Author: Antonio Pennacchi

Translator: Judith Landry   Cover design: Marie Lane  

There is no hero in this novel, but instead a whole crowd of heroes and heroines in the vast, tough Peruzzi family, who take whatever the 20th century can throw at them and throw as much as they can back at it. Their lives are moved by Socialism and then Fascism, including their very personal relationship with Mussolini himself.

No hero, and no plot, but instead an absorbing and lively story of the Peruzzi family and their lives of poverty and struggle, love and hate. This is a long novel, but I was sorry to see it end, and I can’t remember when I last said that about a book.

The Historical Novel Society Review

In this great family saga, Pennacchi follows the lives of two generations of Perruzzis, sharecroppers from the Veneto region, from the beginning of the twentieth century to the aftermath of World War II and the fall of Fascism. The first part of the book takes place in the Veneto villages of Copparo and Codigoro; in the second part, as a result of Mussolini’s revaluation of the lira (the so-called quota 90), the Perruzzi family is forced to migrate to the Lazio region, where they will work on the reclamation of the Pontine Marshes.

The daily life of the family and their private history intertwine with great historical events, offering an engrossing account of Italy’s recent past. The story opens with the characters of the grandfather, the great patriarch of the Perruzzi clan who, after participating in one of the first Socialist meetings in 1904, named his children (both boys and girls) after Socialist leaders: Adelchi, Treves, Turati, Modigliana and Bissolata.

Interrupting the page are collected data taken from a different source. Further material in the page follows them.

//! Command handlers

use crate::cli::{Cli, Commands};
use crate::output::{output_batch_report, output_breakdown, output_mesh_quote};
use chrono::Utc;
use indicatif::{ProgressBar, ProgressStyle};
use printcost_app::config::Config;
use printcost_app::constants::builtin_presets;
use printcost_app::export::export_to_csv;
use printcost_app::quote::{
    self, BatchEntry, BatchReport, MeshQuote, PublicQuoteRequest, QuoteServiceError,
};
use printcost_app::scanner::{scan_directory, validate_model};
use printcost_domain::model::{CostInputs, MaterialSpec};
use printcost_domain::repository::MaterialRepository;
use printcost_domain::service::duration_hours;
use printcost_infra::FileMaterialRepository;
use printcost_types::{Error, OutputFormat, Result};
use std::path::PathBuf;
use std::sync::atomic::{AtomicUsize, Ordering};
use std::sync::{Arc, Mutex};
use std::thread;

/// Execute CLI command
pub fn execute(cli: Cli) -> Result<()> {
    // Load config
    let mut config = Config::load()?;

    // Override from CLI args
    if let Some(format) = cli.format {
        config.output_format = format;
    }

    match &cli.command {
        Commands::Manual {
            mass,
            hours,
            minutes,
            filament_price,
            power,
            kwh_cost,
            labor_minutes,
            labor_rate,
            machine_rate,
            failure_rate,
            margin,
            tax_rate,
        } => {
            let inputs = CostInputs {
                material_price_per_kg: *filament_price,
                part_mass_grams: *mass,
                print_duration_hours: duration_hours(*hours, *minutes),
                power_rating_watts: *power,
                energy_cost_per_kwh: *kwh_cost,
                post_processing_minutes: *labor_minutes,
                labor_rate_per_hour: *labor_rate,
                machine_rate_per_hour: *machine_rate,
                failure_rate_percent: *failure_rate,
                profit_margin_percent: *margin,
                tax_rate_percent: *tax_rate,
            };
            cmd_manual(&config, &inputs)
        }

        Commands::Public {
            mass,
            hours,
            minutes,
            margin,
            material,
            filament_price,
        } => cmd_public(
            &config,
            *mass,
            *hours,
            *minutes,
            *margin,
            material.clone(),
            *filament_price,
        ),

        Commands::Scan { file, material } => cmd_scan(&cli, &config, file.clone(), material.clone()),

        Commands::Batch {
            folder,
            output,
            jobs,
            material,
        } => {
            // Use CLI jobs if specified, otherwise default 4. 0 = auto CPU count.
            let job_count = match jobs {
                Some(0) => num_cpus::get(),
                Some(n) => *n,
                None => 4,
            };
            cmd_batch(
                &cli,
                &config,
                folder.clone(),
                output.clone(),
                job_count,
                material.clone(),
            )
        }

        Commands::Materials => cmd_materials(&config),

        Commands::Export { report, output } => cmd_export(report.clone(), output.clone()),

        Commands::Config {
            show,
            set_currency,
            set_tax_rate,
            set_setup_fee,
            set_grams_per_hour,
            set_default_material,
            set_materials_path,
            set_output,
            reset,
        } => cmd_config(
            *show,
            set_currency.clone(),
            *set_tax_rate,
            *set_setup_fee,
            *set_grams_per_hour,
            set_default_material.clone(),
            set_materials_path.clone(),
            *set_output,
            *reset,
        ),
    }
}

fn quote_error(e: QuoteServiceError) -> Error {
    match e {
        QuoteServiceError::UnknownMaterial(key) => Error::UnknownMaterial(key),
        QuoteServiceError::Mesh(mesh) => Error::Mesh(mesh.to_string()),
        other => Error::QuoteFailed(other.to_string()),
    }
}

fn cmd_manual(config: &Config, inputs: &CostInputs) -> Result<()> {
    let breakdown = quote::manual_quote(inputs).map_err(quote_error)?;
    output_breakdown(config.output_format, &breakdown, &config.currency)
}

fn cmd_public(
    config: &Config,
    mass: f64,
    hours: f64,
    minutes: f64,
    margin: Option<f64>,
    material: Option<String>,
    filament_price: Option<f64>,
) -> Result<()> {
    let material_key = material.unwrap_or_else(|| config.default_material.clone());
    let spec = quote::resolve_material(&material_key, config).map_err(quote_error)?;

    let request = PublicQuoteRequest {
        mass_grams: mass,
        hours,
        minutes,
        profit_margin_percent: margin.unwrap_or(config.default_profit_margin_percent),
        material_price_per_kg: filament_price.unwrap_or(spec.price_per_kg),
    };

    let breakdown = quote::public_quote(&request, config).map_err(quote_error)?;
    output_breakdown(config.output_format, &breakdown, &config.currency)
}

fn cmd_scan(cli: &Cli, config: &Config, file: PathBuf, material: Option<String>) -> Result<()> {
    validate_model(&file)?;

    let material_key = material.unwrap_or_else(|| config.default_material.clone());
    let spec = quote::resolve_material(&material_key, config).map_err(quote_error)?;

    if cli.verbose {
        eprintln!("Measuring model: {}", file.display());
    }

    let quote = quote::mesh_quote(&file, &material_key, &spec, config).map_err(quote_error)?;

    if cli.verbose {
        eprintln!(
            "{} triangulated facets priced as {} ({})",
            file.display(),
            quote.material,
            spec.name
        );
    }

    output_mesh_quote(config.output_format, &quote, &config.currency)
}

/// Result from a single quoting task
#[derive(Debug)]
struct QuoteTaskResult {
    model_path: PathBuf,
    result: std::result::Result<MeshQuote, String>,
}

fn cmd_batch(
    cli: &Cli,
    config: &Config,
    folder: PathBuf,
    output: Option<PathBuf>,
    jobs: usize,
    material: Option<String>,
) -> Result<()> {
    // Scan directory
    let models = scan_directory(&folder)?;

    if models.is_empty() {
        return Err(Error::FileNotFound(format!(
            "No model files found in {}",
            folder.display()
        )));
    }

    let material_key = material.unwrap_or_else(|| config.default_material.clone());
    let spec = quote::resolve_material(&material_key, config).map_err(quote_error)?;

    let total_models = models.len();
    if cli.verbose {
        eprintln!(
            "Found {} models to quote as {} with {} parallel jobs",
            total_models, material_key, jobs
        );
    }

    // Setup progress bar
    let pb = ProgressBar::new(total_models as u64);
    pb.set_style(
        ProgressStyle::default_bar()
            .template("{spinner:.green} [{elapsed_precise}] [{bar:40.cyan/blue}] {pos}/{len} ({eta}) {msg}")
            .unwrap()
            .progress_chars("#>-"),
    );

    // Shared results collector
    let results: Arc<Mutex<Vec<QuoteTaskResult>>> = Arc::new(Mutex::new(Vec::new()));
    let models = Arc::new(models);
    let next_index = Arc::new(AtomicUsize::new(0));

    // Track timing
    let started_at = Utc::now();

    // Spawn worker threads
    let mut handles = Vec::new();
    let verbose = cli.verbose;
    let job_count = jobs.min(total_models).max(1);

    for worker_id in 0..job_count {
        let models = Arc::clone(&models);
        let next_index = Arc::clone(&next_index);
        let results = Arc::clone(&results);
        let config = config.clone();
        let spec = spec.clone();
        let material_key = material_key.clone();
        let pb = pb.clone();

        let handle = thread::spawn(move || loop {
            // Get next model to process (lock-free)
            let idx = next_index.fetch_add(1, Ordering::SeqCst);
            if idx >= models.len() {
                break;
            }

            let model = &models[idx];

            let filename = model
                .file_name()
                .and_then(|n| n.to_str())
                .unwrap_or("")
                .to_string();

            if verbose {
                pb.set_message(format!("[W{}] {}", worker_id, filename));
            }

            let result = quote::mesh_quote(model, &material_key, &spec, &config)
                .map_err(|e| e.to_string());

            // Store result
            {
                let mut results_guard = results.lock().unwrap();
                results_guard.push(QuoteTaskResult {
                    model_path: model.clone(),
                    result,
                });
            }

            pb.inc(1);
        });

        handles.push(handle);
    }

    // Wait for all workers to complete
    for handle in handles {
        let _ = handle.join();
    }

    pb.finish_with_message("Complete");

    let completed_at = Utc::now();

    // Collect results
    let task_results = Arc::try_unwrap(results)
        .expect("All workers should be done")
        .into_inner()
        .unwrap();

    // Convert to entries
    let mut entries = Vec::new();
    let mut successful = 0;
    let mut failed = 0;

    for task_result in task_results {
        match task_result.result {
            Ok(quote) => {
                entries.push(BatchEntry {
                    file: task_result.model_path.display().to_string(),
                    quoted_at: Utc::now(),
                    quote,
                });
                successful += 1;
            }
            Err(e) => {
                if cli.verbose {
                    eprintln!("Failed to quote {}: {}", task_result.model_path.display(), e);
                }
                failed += 1;
            }
        }
    }

    // Sort entries by file path for consistent output
    entries.sort_by(|a, b| a.file.cmp(&b.file));

    let report = BatchReport {
        entries,
        total_processed: total_models,
        successful,
        failed,
        started_at,
        completed_at,
    };

    // Output results
    if let Some(output_path) = output {
        let content = serde_json::to_string_pretty(&report)?;
        std::fs::write(&output_path, content)?;
        println!("Report saved to: {}", output_path.display());
    } else {
        output_batch_report(config.output_format, &report, &config.currency)?;
    }

    Ok(())
}

fn cmd_materials(config: &Config) -> Result<()> {
    let presets: Vec<(String, MaterialSpec)> = match &config.materials_path {
        Some(path) => {
            let repo = FileMaterialRepository::new(path.clone())?;
            repo.find_all()?
        }
        None => builtin_presets().into_iter().collect(),
    };

    if config.output_format == OutputFormat::Json {
        let content = serde_json::to_string_pretty(&presets)?;
        println!("{}", content);
        return Ok(());
    }

    println!("Material Presets");
    println!("================");
    println!(
        "{:<8} {:<20} {:>8} {:>10} {:>8}",
        "Key", "Name", "$/kg", "g/cm³", "$/g"
    );
    println!("{}", "-".repeat(58));

    for (key, spec) in &presets {
        println!(
            "{:<8} {:<20} {:>8.2} {:>10.2} {:>8.2}",
            key, spec.name, spec.price_per_kg, spec.density_g_cm3, spec.price_per_gram
        );
    }

    Ok(())
}

fn cmd_export(report_path: PathBuf, output: Option<PathBuf>) -> Result<()> {
    // Load report
    let content = std::fs::read_to_string(&report_path)?;
    let report: BatchReport = serde_json::from_str(&content)?;

    // Determine output path
    let output_path = output.unwrap_or_else(|| report_path.with_extension("csv"));

    // Export to CSV
    export_to_csv(&report, &output_path)?;

    println!("Exported to: {}", output_path.display());
    Ok(())
}

#[allow(clippy::too_many_arguments)]
fn cmd_config(
    show: bool,
    set_currency: Option<String>,
    set_tax_rate: Option<f64>,
    set_setup_fee: Option<f64>,
    set_grams_per_hour: Option<f64>,
    set_default_material: Option<String>,
    set_materials_path: Option<PathBuf>,
    set_output: Option<OutputFormat>,
    reset: bool,
) -> Result<()> {
    if reset {
        let config = Config::default();
        config.save()?;
        println!("Configuration reset to defaults");
        println!("\n{}", config);
        return Ok(());
    }

    let mut config = Config::load()?;
    let mut modified = false;

    if let Some(currency) = set_currency {
        config.currency = currency;
        modified = true;
    }

    if let Some(tax_rate) = set_tax_rate {
        config.tax_rate_percent = tax_rate;
        modified = true;
    }

    if let Some(setup_fee) = set_setup_fee {
        config.setup_fee = setup_fee;
        modified = true;
    }

    if let Some(grams_per_hour) = set_grams_per_hour {
        config.grams_per_hour = grams_per_hour;
        modified = true;
    }

    if let Some(material) = set_default_material {
        config.default_material = material;
        modified = true;
    }

    if let Some(path) = set_materials_path {
        config.materials_path = Some(path);
        modified = true;
    }

    if let Some(output_format) = set_output {
        config.output_format = output_format;
        modified = true;
    }

    if modified {
        config.save()?;
        println!("Configuration updated");
    }

    if show || !modified {
        println!("{}", config);
    }

    Ok(())
}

The three eldest children, who have taken part in World War I, are also given the distinctive names of Iseo, Temistocle and Pericles. The grandmother, a real pillar of the family, is described as a strong and fierce woman, who loves her husband passionately and delivers her children in the fields, while taking a short break from work.

While having an exceptionally close bond, built around a strong, shared identity and common values, the Perruzzi family is comprised of very different personalities. At the same time, all the characters seem to possess qualities that are traditionally associated with rural communities. From the way they deal with private and public events affecting their lives, men, women and children appear to be strong, proud, fiery, perseverant and hard-working. Their fatalism and superstition, which are presented as direct consequences of their vulnerability to unpredictable natural disasters, do not however translate into a pessimistic view of life. The Perruzzis are industrious and ambitious, and rely on magical and symbolic rituals to predict and manipulate external forces.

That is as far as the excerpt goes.